One of the mission aims was to observe the planet’s atmosphere continuously over long periods in a bid to understand its dynamic behavior.
The atmosphere is the densest of all the terrestrial planets, and is composed almost entirely of carbon dioxide. The planet is also wrapped in a thick layer of cloud made mostly of sulphuric acid. This combination of greenhouse gas and perennial cloud layer led to an enormous greenhouse warming, leaving Venus’ surface extremely hot — just over 450ºC — and hidden from our eyes.
Although winds on the planet’s surface move very slowly, at a few kilometers per hour, the atmospheric density at this altitude is so great that they exert greater force than much faster winds would on Earth.

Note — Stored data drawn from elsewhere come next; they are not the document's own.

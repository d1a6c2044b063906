//! User interaction seam
//!
//! The orchestrators never print. Notifications, choices and the preview go
//! through [`UserInteraction`]; the binary implements it for a terminal and
//! tests script it.

use serde::Serialize;
use std::path::PathBuf;

#[cfg_attr(test, mockall::automock)]
pub trait UserInteraction: Send + Sync {
    fn info(&self, message: &str);

    fn warn(&self, message: &str);

    fn error(&self, message: &str);

    /// Ask the user to pick one of `options`. `None` means the prompt was
    /// dismissed, which callers treat like the last (cancelling) option.
    fn choose(&self, prompt: &str, options: &[String]) -> Option<usize>;

    fn show_preview(&self, preview: &ConsolidationPreview);
}

/// One file that will lose its using directives.
#[derive(Debug, Clone, PartialEq, Eq, Serialize)]
#[serde(rename_all = "camelCase")]
pub struct FilePreview {
    pub path: PathBuf,
    pub import_count: usize,
}

/// Everything shown before a consolidation is applied.
#[derive(Debug, Clone, PartialEq, Eq, Serialize)]
#[serde(rename_all = "camelCase")]
pub struct ConsolidationPreview {
    pub project_name: String,
    pub project_dir: PathBuf,
    pub consolidated_path: PathBuf,
    pub files: Vec<FilePreview>,
    /// Distinct directives moved out of source files.
    pub moved_imports: usize,
    /// Entries the consolidated file gains.
    pub new_entries: usize,
    pub existing_content: String,
    pub new_content: String,
}

impl ConsolidationPreview {
    pub fn file_count(&self) -> usize {
        self.files.len()
    }
}

/// Build an owned option list for [`UserInteraction::choose`].
pub(crate) fn options(labels: &[&str]) -> Vec<String> {
    labels.iter().map(|l| l.to_string()).collect()
}
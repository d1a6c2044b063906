//! Test support utilities and fixtures for hoist integration tests

pub mod harness;
pub mod mocks;

pub use harness::{FaultyFileSystem, Notification, ScriptedInteraction, TestWorkspace};
use std::fs;
use std::path::{Path, PathBuf};
use tempfile::{tempdir, TempDir};

/// Manages a temporary directory for a test scenario.
/// Cleans up automatically when dropped.
pub struct TestWorkspace {
    pub temp_dir: TempDir,
}

impl TestWorkspace {
    /// Creates a new empty workspace.
    pub fn new() -> Self {
        Self {
            temp_dir: tempdir().expect("Failed to create temp dir"),
        }
    }

    /// Returns the root path of the workspace.
    pub fn path(&self) -> &Path {
        self.temp_dir.path()
    }

    /// Creates a file with content within the workspace.
    /// Automatically creates parent directories.
    pub fn create_file(&self, rel_path: &str, content: &str) {
        let file_path = self.path().join(rel_path);
        if let Some(parent) = file_path.parent() {
            fs::create_dir_all(parent).unwrap_or_else(|e| {
                panic!("Failed to create parent dirs for '{}': {}", rel_path, e)
            });
        }
        fs::write(&file_path, content)
            .unwrap_or_else(|e| panic!("Failed to write file '{}': {}", file_path.display(), e));
    }

    /// Reads a file from the workspace.
    pub fn read_file(&self, rel_path: &str) -> String {
        let file_path = self.path().join(rel_path);
        fs::read_to_string(&file_path)
            .unwrap_or_else(|e| panic!("Failed to read file '{}': {}", file_path.display(), e))
    }

    /// Check if a file exists in the workspace.
    pub fn file_exists(&self, rel_path: &str) -> bool {
        self.path().join(rel_path).exists()
    }

    /// Get the absolute path to a file in the workspace.
    pub fn absolute_path(&self, rel_path: &str) -> PathBuf {
        self.path().join(rel_path)
    }

    /// Create an SDK-style `.csproj` at `<dir>/<name>.csproj`.
    pub fn create_csproj(&self, dir: &str, name: &str) -> PathBuf {
        let rel = join_rel(dir, &format!("{}.csproj", name));
        self.create_file(
            &rel,
            r#"<Project Sdk="Microsoft.NET.Sdk">

  <PropertyGroup>
    <TargetFramework>net8.0</TargetFramework>
    <Nullable>enable</Nullable>
  </PropertyGroup>

</Project>
"#,
        );
        self.absolute_path(&rel)
    }

    /// Create a C# project with the given source files (relative to `dir`).
    /// Returns the manifest path.
    pub fn setup_csharp_project(&self, dir: &str, name: &str, sources: &[(&str, &str)]) -> PathBuf {
        let manifest = self.create_csproj(dir, name);
        for (rel, content) in sources {
            self.create_file(&join_rel(dir, rel), content);
        }
        manifest
    }

    /// Create a classic `.sln` referencing the given manifest paths (as written).
    pub fn create_sln(&self, rel_path: &str, members: &[&str]) -> PathBuf {
        let mut content =
            String::from("Microsoft Visual Studio Solution File, Format Version 12.00\n");
        for (i, member) in members.iter().enumerate() {
            let name = Path::new(&member.replace('\\', "/"))
                .file_stem()
                .map(|s| s.to_string_lossy().into_owned())
                .unwrap_or_else(|| format!("Project{}", i));
            content.push_str(&format!(
                "Project(\"{{FAE04EC0-301F-11D3-BF4B-00C04F79EFBC}}\") = \"{}\", \"{}\", \"{{00000000-0000-0000-0000-{:012}}}\"\nEndProject\n",
                name, member, i
            ));
        }
        content.push_str("Global\nEndGlobal\n");
        self.create_file(rel_path, &content);
        self.absolute_path(rel_path)
    }

    /// Create an XML `.slnx` referencing the given manifest paths.
    pub fn create_slnx(&self, rel_path: &str, members: &[&str]) -> PathBuf {
        let projects: String = members
            .iter()
            .map(|m| format!("  <Project Path=\"{}\" />\n", m))
            .collect();
        self.create_file(rel_path, &format!("<Solution>\n{}</Solution>\n", projects));
        self.absolute_path(rel_path)
    }

    /// Every file under the workspace with its content, sorted by relative path.
    pub fn snapshot(&self) -> Vec<(String, String)> {
        let mut files = Vec::new();
        collect_files(self.path(), self.path(), &mut files);
        files.sort();
        files
    }
}

impl Default for TestWorkspace {
    fn default() -> Self {
        Self::new()
    }
}

fn join_rel(dir: &str, rel: &str) -> String {
    if dir.is_empty() || dir == "." {
        rel.to_string()
    } else {
        format!("{}/{}", dir.trim_end_matches('/'), rel)
    }
}

fn collect_files(root: &Path, dir: &Path, out: &mut Vec<(String, String)>) {
    let entries = fs::read_dir(dir)
        .unwrap_or_else(|e| panic!("Failed to list '{}': {}", dir.display(), e));
    for entry in entries {
        let path = entry.expect("Failed to read dir entry").path();
        if path.is_dir() {
            collect_files(root, &path, out);
        } else {
            let rel = path
                .strip_prefix(root)
                .expect("Path outside workspace")
                .to_string_lossy()
                .replace('\\', "/");
            let content = fs::read_to_string(&path)
                .unwrap_or_else(|e| panic!("Failed to read '{}': {}", path.display(), e));
            out.push((rel, content));
        }
    }
}
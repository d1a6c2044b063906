//! Centralized logging initialization with environment variable support

use crate::{AppConfig, LogFormat};
use tracing_subscriber::{fmt, layer::SubscriberExt, util::SubscriberInitExt, EnvFilter};

/// Initialize tracing subscriber with environment variable support
///
/// Environment variables (in priority order):
/// - `RUST_LOG`: Standard Rust log filter (takes precedence over all)
/// - `LOG_LEVEL`: Set log level (trace, debug, info, warn, error)
/// - `LOG_FORMAT`: Override format (json, pretty)
///
/// # Examples
///
/// ```bash
/// # See every file the walker visits
/// LOG_LEVEL=debug hoist MyApp.sln
///
/// # Module-specific filtering
/// RUST_LOG=hoist_services=debug hoist src/App/App.csproj
/// ```
pub fn initialize(config: &AppConfig) {
    let level = std::env::var("LOG_LEVEL").unwrap_or_else(|_| config.logging.level.clone());
    let log_level = level.parse().unwrap_or(tracing::Level::WARN);

    // RUST_LOG takes precedence over config
    let env_filter = EnvFilter::try_from_default_env()
        .unwrap_or_else(|_| EnvFilter::default().add_directive(log_level.into()));

    let format = std::env::var("LOG_FORMAT")
        .ok()
        .and_then(|f| match f.to_lowercase().as_str() {
            "json" => Some(LogFormat::Json),
            "pretty" | "human" => Some(LogFormat::Pretty),
            _ => None,
        })
        .unwrap_or_else(|| config.logging.format.clone());

    // Always write to stderr to keep stdout clean for reports
    let result = match format {
        LogFormat::Json => tracing_subscriber::registry()
            .with(env_filter)
            .with(fmt::layer().json().with_writer(std::io::stderr))
            .try_init(),
        LogFormat::Pretty => tracing_subscriber::registry()
            .with(env_filter)
            .with(fmt::layer().compact().with_writer(std::io::stderr))
            .try_init(),
    };

    if let Err(e) = result {
        eprintln!("Logging already initialized: {}", e);
    }
}

/// Create an operation span with standard fields for context propagation
///
/// The orchestrators take this span as a parameter and run inside it, so every
/// log line of one consolidation run carries the operation kind and target.
///
/// # Example
///
/// ```rust
/// use hoist_config::logging::operation_span;
///
/// let span = operation_span("project", "src/App/App.csproj");
/// let _enter = span.enter();
/// tracing::info!("Scanning project");
/// ```
pub fn operation_span(kind: &str, target: &str) -> tracing::Span {
    tracing::info_span!(
        "consolidate",
        kind = %kind,
        target = %target
    )
}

Winds at the 65-kilometer-high cloud tops, however, are a different story altogether. The higher-altitude winds whizz around at up to 400 km/h, some 60 times faster than the rotation of the planet itself. This causes some especially dynamic and fast-moving effects in the planet’s upper atmosphere, one of the most prominent being its ‘polar vortices.’
The polar vortices arise because there is more sunlight at lower latitudes. As gas at low latitudes heats, it rises and moves towards the poles, where cooler air sinks. The air converging on the pole accelerates sideways and spirals downwards, like water swirling around a plug hole.
In the center of the polar vortex, sinking air pushes the clouds lower down by several kilometers, to altitudes where the atmospheric temperature is higher. The central ‘eye of the vortex’ can, therefore, be clearly seen by mapping thermal-infrared light, which shows the cloud-top temperature: the clouds at the core of the vortex are at a higher temperature than the surrounding region, indicated by yellow tones, and stand out clearly in these images.
Venus Express has shown that the polar vortices of Venus are among the most variable in the Solar System. This series of images of Venus’ south pole was taken with the VIRTIS instrument from February 2007 (top left) to April 2008 (bottom right).
The shape of this vortex core, which typically measures 2000 to 3000 kilometers across, changes dramatically as it is buffeted by turbulent winds. It can resemble an ‘S,’ a figure-of-eight, a spiral, an eye, and more, quickly morphing from one day to the next.
Each of the images in this frame is roughly 4000 kilometers across.